AVAILABLE DATA.

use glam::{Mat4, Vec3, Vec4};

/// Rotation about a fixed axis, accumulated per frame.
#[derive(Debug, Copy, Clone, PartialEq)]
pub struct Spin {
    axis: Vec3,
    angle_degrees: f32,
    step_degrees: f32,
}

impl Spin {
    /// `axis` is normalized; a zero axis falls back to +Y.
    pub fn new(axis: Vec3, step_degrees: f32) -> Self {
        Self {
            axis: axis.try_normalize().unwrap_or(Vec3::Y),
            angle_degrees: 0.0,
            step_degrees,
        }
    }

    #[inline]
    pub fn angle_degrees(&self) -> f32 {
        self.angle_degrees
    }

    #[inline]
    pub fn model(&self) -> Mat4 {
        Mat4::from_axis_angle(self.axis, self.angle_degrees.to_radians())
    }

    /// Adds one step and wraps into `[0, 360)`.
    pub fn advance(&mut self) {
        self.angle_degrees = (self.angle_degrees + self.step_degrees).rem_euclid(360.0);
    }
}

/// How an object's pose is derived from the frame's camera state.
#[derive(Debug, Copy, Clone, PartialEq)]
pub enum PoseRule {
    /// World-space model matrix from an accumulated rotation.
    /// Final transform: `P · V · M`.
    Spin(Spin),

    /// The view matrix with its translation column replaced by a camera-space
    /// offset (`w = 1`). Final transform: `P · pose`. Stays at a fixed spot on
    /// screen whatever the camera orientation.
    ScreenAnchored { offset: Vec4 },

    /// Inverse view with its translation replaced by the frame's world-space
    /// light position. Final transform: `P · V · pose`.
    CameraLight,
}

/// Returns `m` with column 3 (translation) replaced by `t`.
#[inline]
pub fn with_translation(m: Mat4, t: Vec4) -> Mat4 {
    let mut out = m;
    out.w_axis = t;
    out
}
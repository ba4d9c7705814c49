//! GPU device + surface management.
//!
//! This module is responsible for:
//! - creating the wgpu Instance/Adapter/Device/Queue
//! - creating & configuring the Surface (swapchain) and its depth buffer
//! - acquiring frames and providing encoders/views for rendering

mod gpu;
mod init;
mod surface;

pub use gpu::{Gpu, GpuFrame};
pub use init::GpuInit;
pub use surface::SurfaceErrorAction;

...

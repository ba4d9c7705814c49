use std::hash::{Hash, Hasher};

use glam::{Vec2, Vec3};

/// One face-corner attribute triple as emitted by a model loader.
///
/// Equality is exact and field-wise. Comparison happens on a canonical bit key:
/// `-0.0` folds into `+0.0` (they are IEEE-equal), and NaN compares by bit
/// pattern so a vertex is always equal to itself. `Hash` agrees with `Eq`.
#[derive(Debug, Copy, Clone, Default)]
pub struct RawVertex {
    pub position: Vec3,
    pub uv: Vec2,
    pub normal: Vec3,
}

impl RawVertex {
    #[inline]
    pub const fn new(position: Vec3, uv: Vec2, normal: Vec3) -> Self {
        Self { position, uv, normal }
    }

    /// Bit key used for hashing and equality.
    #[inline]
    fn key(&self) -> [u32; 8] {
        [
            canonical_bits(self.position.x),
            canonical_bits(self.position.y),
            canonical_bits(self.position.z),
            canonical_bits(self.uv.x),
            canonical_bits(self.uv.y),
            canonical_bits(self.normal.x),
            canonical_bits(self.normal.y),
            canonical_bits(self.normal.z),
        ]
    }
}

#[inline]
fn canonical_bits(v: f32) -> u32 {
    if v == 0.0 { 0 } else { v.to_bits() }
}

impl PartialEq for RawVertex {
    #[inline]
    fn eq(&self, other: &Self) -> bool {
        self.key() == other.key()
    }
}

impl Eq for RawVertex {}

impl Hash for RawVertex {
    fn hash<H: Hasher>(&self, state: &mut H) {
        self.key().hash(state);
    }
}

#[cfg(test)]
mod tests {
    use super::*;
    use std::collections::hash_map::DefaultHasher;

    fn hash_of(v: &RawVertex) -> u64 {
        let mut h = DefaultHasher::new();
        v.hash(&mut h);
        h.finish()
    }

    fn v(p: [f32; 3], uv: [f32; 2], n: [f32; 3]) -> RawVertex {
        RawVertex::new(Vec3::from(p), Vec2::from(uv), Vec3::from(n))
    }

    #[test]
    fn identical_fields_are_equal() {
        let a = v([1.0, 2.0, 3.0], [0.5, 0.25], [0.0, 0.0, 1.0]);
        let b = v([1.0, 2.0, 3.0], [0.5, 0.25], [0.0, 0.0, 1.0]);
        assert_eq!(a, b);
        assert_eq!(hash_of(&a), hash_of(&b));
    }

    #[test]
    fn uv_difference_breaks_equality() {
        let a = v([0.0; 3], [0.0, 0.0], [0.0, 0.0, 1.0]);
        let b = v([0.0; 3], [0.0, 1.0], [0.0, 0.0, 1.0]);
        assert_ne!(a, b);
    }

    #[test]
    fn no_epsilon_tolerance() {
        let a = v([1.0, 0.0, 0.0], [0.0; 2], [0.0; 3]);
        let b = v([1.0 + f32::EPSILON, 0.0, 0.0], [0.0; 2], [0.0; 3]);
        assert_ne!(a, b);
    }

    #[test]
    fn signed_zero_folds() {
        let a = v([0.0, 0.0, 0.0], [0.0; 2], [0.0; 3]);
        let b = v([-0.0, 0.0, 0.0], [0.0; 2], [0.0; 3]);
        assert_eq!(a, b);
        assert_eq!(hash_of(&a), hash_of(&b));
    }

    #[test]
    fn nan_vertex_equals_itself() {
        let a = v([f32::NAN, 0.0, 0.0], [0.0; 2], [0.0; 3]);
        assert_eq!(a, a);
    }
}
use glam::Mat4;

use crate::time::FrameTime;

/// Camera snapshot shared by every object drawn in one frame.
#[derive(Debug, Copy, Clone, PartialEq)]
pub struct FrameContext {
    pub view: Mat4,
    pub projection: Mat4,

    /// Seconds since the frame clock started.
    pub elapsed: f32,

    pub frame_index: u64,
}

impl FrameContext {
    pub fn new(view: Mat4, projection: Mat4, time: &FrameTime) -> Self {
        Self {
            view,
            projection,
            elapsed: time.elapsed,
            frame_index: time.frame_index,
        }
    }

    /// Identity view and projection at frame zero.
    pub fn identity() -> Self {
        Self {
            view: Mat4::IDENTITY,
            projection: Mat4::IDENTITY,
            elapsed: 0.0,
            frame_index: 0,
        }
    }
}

* * *

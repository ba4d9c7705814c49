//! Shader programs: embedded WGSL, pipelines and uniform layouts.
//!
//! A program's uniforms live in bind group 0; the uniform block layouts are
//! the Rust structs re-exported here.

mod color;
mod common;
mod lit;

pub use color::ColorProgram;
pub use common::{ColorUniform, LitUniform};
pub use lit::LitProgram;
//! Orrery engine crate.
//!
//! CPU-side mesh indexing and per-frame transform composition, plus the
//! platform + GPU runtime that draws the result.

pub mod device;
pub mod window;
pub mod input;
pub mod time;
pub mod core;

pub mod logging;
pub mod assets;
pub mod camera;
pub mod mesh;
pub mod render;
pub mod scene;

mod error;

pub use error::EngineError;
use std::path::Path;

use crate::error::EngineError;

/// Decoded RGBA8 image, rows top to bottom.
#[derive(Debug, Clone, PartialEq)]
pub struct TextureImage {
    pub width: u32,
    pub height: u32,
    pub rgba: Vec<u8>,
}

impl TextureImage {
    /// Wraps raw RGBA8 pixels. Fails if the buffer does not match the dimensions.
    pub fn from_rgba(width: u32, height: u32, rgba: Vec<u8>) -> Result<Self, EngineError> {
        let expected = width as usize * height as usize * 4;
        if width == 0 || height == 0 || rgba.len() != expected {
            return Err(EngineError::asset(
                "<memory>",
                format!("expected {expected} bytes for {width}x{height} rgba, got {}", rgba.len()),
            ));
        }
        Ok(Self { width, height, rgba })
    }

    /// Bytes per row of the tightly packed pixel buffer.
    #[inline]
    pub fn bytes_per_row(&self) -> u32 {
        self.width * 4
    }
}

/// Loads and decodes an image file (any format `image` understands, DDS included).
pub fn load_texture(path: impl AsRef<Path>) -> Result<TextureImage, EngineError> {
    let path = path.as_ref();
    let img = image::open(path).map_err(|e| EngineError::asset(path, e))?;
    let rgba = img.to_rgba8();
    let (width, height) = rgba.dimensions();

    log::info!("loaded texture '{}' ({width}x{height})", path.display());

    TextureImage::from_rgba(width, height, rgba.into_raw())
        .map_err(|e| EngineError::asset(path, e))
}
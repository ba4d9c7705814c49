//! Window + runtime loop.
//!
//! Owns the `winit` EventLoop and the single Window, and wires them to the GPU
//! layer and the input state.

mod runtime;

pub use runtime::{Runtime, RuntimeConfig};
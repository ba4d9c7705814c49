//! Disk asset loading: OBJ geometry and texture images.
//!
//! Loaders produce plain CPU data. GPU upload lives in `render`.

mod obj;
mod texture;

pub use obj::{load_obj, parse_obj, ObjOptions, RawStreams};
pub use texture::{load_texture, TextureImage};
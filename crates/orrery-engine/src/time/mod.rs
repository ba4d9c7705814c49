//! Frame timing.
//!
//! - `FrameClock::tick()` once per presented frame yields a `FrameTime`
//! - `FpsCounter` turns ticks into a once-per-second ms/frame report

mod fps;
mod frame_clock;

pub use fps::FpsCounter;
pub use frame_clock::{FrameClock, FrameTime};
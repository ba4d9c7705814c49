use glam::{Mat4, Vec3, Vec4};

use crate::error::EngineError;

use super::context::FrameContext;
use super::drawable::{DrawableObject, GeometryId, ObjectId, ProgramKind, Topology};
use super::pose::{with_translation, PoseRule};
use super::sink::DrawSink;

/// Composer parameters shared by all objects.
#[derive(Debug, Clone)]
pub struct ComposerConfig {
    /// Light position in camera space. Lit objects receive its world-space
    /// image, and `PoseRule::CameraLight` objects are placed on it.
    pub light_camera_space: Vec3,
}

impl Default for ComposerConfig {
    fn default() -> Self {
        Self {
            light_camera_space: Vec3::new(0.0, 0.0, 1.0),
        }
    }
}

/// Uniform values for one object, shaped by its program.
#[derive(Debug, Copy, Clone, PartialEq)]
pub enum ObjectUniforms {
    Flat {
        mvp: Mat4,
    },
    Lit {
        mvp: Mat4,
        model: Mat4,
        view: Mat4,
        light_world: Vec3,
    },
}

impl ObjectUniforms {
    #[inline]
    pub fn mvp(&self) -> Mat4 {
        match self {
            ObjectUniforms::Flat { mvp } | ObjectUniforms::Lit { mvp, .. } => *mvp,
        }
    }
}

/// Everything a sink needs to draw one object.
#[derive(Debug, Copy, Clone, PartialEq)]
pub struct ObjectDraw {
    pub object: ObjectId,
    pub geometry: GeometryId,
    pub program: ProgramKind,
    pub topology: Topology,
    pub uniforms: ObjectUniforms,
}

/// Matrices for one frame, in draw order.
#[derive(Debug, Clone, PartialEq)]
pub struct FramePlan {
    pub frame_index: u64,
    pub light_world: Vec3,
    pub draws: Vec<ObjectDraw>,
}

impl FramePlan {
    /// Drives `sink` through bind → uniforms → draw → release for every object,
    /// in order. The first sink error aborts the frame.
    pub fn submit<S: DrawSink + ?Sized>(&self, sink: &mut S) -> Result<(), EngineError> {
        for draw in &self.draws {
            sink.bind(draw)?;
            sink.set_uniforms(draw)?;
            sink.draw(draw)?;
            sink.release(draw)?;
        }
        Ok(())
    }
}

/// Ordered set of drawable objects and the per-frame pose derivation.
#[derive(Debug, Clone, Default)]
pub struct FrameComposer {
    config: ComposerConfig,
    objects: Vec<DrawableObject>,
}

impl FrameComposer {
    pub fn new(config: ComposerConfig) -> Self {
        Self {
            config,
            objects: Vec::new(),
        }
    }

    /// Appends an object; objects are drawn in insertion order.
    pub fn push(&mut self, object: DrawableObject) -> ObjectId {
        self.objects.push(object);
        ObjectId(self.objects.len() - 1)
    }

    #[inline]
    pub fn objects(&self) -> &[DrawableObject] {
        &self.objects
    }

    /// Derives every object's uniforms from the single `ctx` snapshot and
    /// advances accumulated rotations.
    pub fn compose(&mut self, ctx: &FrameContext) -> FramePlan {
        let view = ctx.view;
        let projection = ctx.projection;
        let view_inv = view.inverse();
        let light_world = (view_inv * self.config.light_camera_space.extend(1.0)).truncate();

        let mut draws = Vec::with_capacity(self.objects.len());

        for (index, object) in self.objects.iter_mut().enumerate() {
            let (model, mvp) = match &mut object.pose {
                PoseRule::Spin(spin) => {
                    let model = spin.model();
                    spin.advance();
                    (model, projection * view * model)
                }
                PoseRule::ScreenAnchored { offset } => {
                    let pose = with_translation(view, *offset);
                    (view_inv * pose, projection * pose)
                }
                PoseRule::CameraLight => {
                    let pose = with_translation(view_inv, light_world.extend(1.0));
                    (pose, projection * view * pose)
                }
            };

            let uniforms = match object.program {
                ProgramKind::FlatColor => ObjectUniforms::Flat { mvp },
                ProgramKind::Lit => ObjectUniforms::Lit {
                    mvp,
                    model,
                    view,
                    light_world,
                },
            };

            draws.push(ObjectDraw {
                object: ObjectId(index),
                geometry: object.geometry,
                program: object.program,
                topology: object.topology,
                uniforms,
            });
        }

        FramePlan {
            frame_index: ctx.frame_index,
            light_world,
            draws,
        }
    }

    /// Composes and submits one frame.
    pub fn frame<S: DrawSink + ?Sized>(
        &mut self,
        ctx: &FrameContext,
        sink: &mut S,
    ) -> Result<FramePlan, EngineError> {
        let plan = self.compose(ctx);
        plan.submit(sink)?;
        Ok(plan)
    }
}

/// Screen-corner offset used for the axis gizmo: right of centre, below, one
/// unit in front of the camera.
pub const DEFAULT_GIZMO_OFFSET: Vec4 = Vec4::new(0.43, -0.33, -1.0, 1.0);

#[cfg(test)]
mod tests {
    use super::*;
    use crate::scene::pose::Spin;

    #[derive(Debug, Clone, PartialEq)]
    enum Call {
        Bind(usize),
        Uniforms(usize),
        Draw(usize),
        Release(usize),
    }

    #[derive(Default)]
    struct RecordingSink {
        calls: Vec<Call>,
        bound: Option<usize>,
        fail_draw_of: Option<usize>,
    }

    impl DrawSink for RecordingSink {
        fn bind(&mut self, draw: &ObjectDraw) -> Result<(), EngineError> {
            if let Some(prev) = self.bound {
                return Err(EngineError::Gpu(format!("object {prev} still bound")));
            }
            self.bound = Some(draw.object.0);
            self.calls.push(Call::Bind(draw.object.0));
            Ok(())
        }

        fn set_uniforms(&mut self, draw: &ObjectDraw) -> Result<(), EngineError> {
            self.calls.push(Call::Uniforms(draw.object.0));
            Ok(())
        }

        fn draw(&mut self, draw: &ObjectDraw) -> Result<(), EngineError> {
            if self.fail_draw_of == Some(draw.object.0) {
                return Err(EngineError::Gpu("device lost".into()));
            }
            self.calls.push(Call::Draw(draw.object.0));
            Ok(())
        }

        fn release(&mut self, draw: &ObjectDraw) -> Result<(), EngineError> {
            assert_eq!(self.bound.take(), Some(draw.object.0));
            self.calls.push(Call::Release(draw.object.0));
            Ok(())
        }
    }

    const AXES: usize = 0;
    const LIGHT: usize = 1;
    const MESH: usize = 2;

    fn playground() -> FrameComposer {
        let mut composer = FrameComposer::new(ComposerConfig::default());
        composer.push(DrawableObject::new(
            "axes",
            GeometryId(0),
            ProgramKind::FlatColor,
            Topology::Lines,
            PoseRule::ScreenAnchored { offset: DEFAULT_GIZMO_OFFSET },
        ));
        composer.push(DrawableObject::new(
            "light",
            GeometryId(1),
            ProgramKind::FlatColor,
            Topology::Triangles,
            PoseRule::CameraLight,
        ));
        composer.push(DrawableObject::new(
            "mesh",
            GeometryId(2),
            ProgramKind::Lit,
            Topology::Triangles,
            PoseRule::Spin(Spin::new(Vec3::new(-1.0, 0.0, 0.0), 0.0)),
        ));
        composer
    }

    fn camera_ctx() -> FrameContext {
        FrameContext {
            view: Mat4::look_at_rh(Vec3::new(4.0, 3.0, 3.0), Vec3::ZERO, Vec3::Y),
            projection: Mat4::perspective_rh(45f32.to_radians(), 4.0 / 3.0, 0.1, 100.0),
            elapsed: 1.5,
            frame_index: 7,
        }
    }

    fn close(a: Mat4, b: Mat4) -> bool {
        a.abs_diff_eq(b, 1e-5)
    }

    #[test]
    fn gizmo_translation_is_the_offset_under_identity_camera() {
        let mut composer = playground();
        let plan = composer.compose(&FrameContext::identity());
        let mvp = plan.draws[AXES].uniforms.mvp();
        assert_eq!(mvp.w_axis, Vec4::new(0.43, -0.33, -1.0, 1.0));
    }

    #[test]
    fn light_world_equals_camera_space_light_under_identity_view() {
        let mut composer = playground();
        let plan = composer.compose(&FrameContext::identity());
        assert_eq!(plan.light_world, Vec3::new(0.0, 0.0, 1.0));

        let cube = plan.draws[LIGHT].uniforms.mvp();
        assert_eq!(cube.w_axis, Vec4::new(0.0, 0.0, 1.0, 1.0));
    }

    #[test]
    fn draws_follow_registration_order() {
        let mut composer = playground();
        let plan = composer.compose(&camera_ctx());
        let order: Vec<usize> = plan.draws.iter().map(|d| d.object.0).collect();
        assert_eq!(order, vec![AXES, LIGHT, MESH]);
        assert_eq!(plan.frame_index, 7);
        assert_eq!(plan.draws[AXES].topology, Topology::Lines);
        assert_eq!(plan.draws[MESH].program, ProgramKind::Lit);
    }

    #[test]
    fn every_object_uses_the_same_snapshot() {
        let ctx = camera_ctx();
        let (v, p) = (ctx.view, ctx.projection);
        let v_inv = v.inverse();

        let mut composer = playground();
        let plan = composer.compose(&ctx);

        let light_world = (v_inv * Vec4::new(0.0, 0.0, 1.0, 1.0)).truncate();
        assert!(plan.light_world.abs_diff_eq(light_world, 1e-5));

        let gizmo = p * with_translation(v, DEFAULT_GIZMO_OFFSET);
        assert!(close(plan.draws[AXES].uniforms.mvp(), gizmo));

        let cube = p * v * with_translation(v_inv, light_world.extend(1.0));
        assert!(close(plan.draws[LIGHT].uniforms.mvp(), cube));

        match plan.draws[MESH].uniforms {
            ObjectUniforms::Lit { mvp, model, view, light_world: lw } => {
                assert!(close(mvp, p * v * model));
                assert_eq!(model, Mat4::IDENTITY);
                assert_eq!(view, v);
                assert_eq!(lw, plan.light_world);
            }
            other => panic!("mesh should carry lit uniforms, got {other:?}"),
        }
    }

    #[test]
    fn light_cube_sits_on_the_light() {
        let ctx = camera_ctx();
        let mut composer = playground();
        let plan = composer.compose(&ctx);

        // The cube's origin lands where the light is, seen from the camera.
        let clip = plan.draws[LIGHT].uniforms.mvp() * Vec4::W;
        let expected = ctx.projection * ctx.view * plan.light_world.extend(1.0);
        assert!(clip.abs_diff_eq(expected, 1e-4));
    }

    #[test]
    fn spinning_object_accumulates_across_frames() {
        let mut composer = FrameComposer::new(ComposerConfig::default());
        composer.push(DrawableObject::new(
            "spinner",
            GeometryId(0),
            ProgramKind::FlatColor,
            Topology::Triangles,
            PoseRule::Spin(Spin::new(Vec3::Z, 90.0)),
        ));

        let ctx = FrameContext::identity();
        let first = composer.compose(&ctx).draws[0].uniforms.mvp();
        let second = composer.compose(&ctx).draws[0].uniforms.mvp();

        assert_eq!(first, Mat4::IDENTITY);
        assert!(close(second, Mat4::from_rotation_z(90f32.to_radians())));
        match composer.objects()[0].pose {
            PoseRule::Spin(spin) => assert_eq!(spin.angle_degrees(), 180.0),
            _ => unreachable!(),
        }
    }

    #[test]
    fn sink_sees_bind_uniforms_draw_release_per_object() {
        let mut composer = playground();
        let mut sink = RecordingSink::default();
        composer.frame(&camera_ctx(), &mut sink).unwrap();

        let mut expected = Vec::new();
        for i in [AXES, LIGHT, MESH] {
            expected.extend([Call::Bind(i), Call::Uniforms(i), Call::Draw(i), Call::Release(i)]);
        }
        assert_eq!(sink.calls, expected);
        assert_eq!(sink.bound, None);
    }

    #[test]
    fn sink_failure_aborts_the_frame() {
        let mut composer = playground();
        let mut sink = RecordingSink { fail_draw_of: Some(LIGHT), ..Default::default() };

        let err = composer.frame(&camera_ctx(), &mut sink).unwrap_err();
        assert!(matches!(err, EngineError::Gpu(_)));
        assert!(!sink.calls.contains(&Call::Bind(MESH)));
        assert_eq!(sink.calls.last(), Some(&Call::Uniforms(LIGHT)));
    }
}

EXERCISE OBJECTIVE.
Out of the records above, pull the lines that include the word "TextureImage".

RESPONSE BOX.
pub struct TextureImage {
impl TextureImage {
pub fn load_texture(path: impl AsRef<Path>) -> Result<TextureImage, EngineError> {
    TextureImage::from_rgba(width, height, rgba.into_raw())
pub use texture::{load_texture, TextureImage};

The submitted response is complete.